FIG 6.

Amino acid residues responsible for the enhanced support of polymerase activity of swine ANP32A also mediate increased binding to influenza trimeric polymerase. (A) Split-luciferase assays showing the relative binding of different ANP32 proteins to trimeric polymerase from human pH1N1 or avian H5N1 viruses. PB1 was tagged with the N-terminal part of Gaussia luciferase, while ANP32 proteins were tagged with the C-terminal part. NLR, normalized luminescence ratio, calculated from the ratio between tagged and untagged ANP32/PB1 pairs. Assay performed in 293T cells. Data indicate triplicate repeats plotted as mean with standard deviation, repeated across two separate experiments with representative data shown.

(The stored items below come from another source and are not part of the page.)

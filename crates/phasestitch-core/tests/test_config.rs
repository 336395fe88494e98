use phasestitch_core::config::{FusionMethod, GridLayout, RegistrationConfig};
use phasestitch_core::error::StitchError;
use phasestitch_core::score::CrossCorrelationResult;

fn result(r: f64, overlapping_pixels: usize) -> CrossCorrelationResult<2> {
    CrossCorrelationResult {
        shift: [0, 0],
        overlapping_pixels,
        ssq: 0.0,
        r,
        pcm_value: 0.5,
    }
}

// ---------------------------------------------------------------------------
// Defaults
// ---------------------------------------------------------------------------

#[test]
fn test_registration_config_defaults() {
    let c = RegistrationConfig::default();
    assert_eq!(c.check_peaks, 5);
    assert!(c.windowing);
    assert_eq!(c.min_overlap_fraction, 0.01);
    assert!(!c.local_maxima_only);
    assert_eq!(c.threads, None);
    assert!(c.validate().is_ok());
}

#[test]
fn test_grid_layout_defaults() {
    let g = GridLayout::default();
    assert_eq!(g.threshold_r, 0.3);
    assert_eq!(g.threshold_displacement_relative, 2.5);
    assert_eq!(g.threshold_displacement_absolute, 3.5);
    assert_eq!(g.fusion_method, FusionMethod::LinearBlending);
    assert_eq!(g.tile_count(), 1);
    assert!(g.validate().is_ok());
}

#[test]
fn test_fusion_method_display() {
    assert_eq!(format!("{}", FusionMethod::LinearBlending), "Linear Blending");
    assert_eq!(format!("{}", FusionMethod::MaxIntensity), "Max. Intensity");
    assert_eq!(format!("{}", FusionMethod::None), "Do not fuse images");
}

// ---------------------------------------------------------------------------
// TOML
// ---------------------------------------------------------------------------

#[test]
fn test_grid_layout_toml_roundtrip() {
    let g = GridLayout {
        grid_size_x: 4,
        grid_size_y: 3,
        fusion_method: FusionMethod::Median,
        registration: RegistrationConfig {
            check_peaks: 8,
            threads: Some(6),
            ..Default::default()
        },
        ..Default::default()
    };
    let text = toml::to_string_pretty(&g).unwrap();
    assert!(text.contains("fusion_method = \"median\""));
    let back: GridLayout = toml::from_str(&text).unwrap();
    assert_eq!(back, g);
}

#[test]
fn test_partial_toml_fills_defaults() {
    let text = r#"
grid_size_x = 2
threshold_r = 0.5

[registration]
windowing = false
"#;
    let g: GridLayout = toml::from_str(text).unwrap();
    assert_eq!(g.grid_size_x, 2);
    assert_eq!(g.grid_size_y, 1);
    assert_eq!(g.threshold_r, 0.5);
    assert!(!g.registration.windowing);
    assert_eq!(g.registration.check_peaks, 5);
}

#[test]
fn test_empty_toml_is_default() {
    let g: GridLayout = toml::from_str("").unwrap();
    assert_eq!(g, GridLayout::default());
}

// ---------------------------------------------------------------------------
// Validation
// ---------------------------------------------------------------------------

#[test]
fn test_validate_rejects_bad_values() {
    let bad = [
        RegistrationConfig {
            check_peaks: 0,
            ..Default::default()
        },
        RegistrationConfig {
            min_overlap_fraction: -0.1,
            ..Default::default()
        },
        RegistrationConfig {
            threads: Some(0),
            ..Default::default()
        },
    ];
    for c in bad {
        assert!(matches!(c.validate(), Err(StitchError::Config(_))));
    }

    let g = GridLayout {
        grid_size_y: 0,
        ..Default::default()
    };
    assert!(g.validate().is_err());
}

#[test]
fn test_scoring_params_and_pool_follow_config() {
    let c = RegistrationConfig {
        min_overlap_fraction: 0.2,
        threads: Some(3),
        ..Default::default()
    };
    assert_eq!(c.scoring_params().min_overlap_fraction, 0.2);
    assert_eq!(c.build_pool().unwrap().threads(), 3);
}

// ---------------------------------------------------------------------------
// Acceptance rules
// ---------------------------------------------------------------------------

#[test]
fn test_accepts_uses_threshold_r() {
    let g = GridLayout::default();
    assert!(g.accepts(&result(0.3, 10)));
    assert!(g.accepts(&result(0.95, 10)));
    assert!(!g.accepts(&result(0.29, 10)));
    assert!(!g.accepts(&result(0.9, 0)));
}

#[test]
fn test_displacement_consistent() {
    let g = GridLayout::default();
    assert!(g.displacement_consistent(1.0, 2.0));
    // max far above avg but small in absolute terms
    assert!(g.displacement_consistent(0.1, 0.7));
    // outlier: max > 2.5 * avg and > 0.75
    assert!(!g.displacement_consistent(0.5, 1.5));
    // average too large
    assert!(!g.displacement_consistent(4.0, 5.0));
}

Statistical significance was determined by one-way ANOVA with multiple comparisons between the swA and huA wild types and mutants. ***, 0.001 ≥ P > 0.0001; ****, P ≤ 0.0001. (B) Minigenome assays with reconstituted polymerases from 3 different influenza viruses, performed in human eHAP cells with ANP32A and ANP32B knocked out and complemented with wild-type swine ANP32A or B or N129I mutants thereof. Data indicate triplicate repeats plotted as mean with standard deviation, repeated across two separate experiments with representative data shown. Data normalized to each polymerase with wild-type swine ANP32A. ****, P ≤ 0.0001. (C) Western blot assay showing protein expression levels of FLAG-tagged swine ANP32 wild type or N129I proteins during a minigenome assay. (D) Phylogenetic tree of mammalian ANP32A proteins. Species that contain the highly proviral 156S shown in red; species with 156P shown in black. Phylogenetic trees made using the neighbor-joining method based on amino acid sequence. Statistical significance was determined by one-way analysis of variance (ANOVA) with multiple comparisons against an empty vector.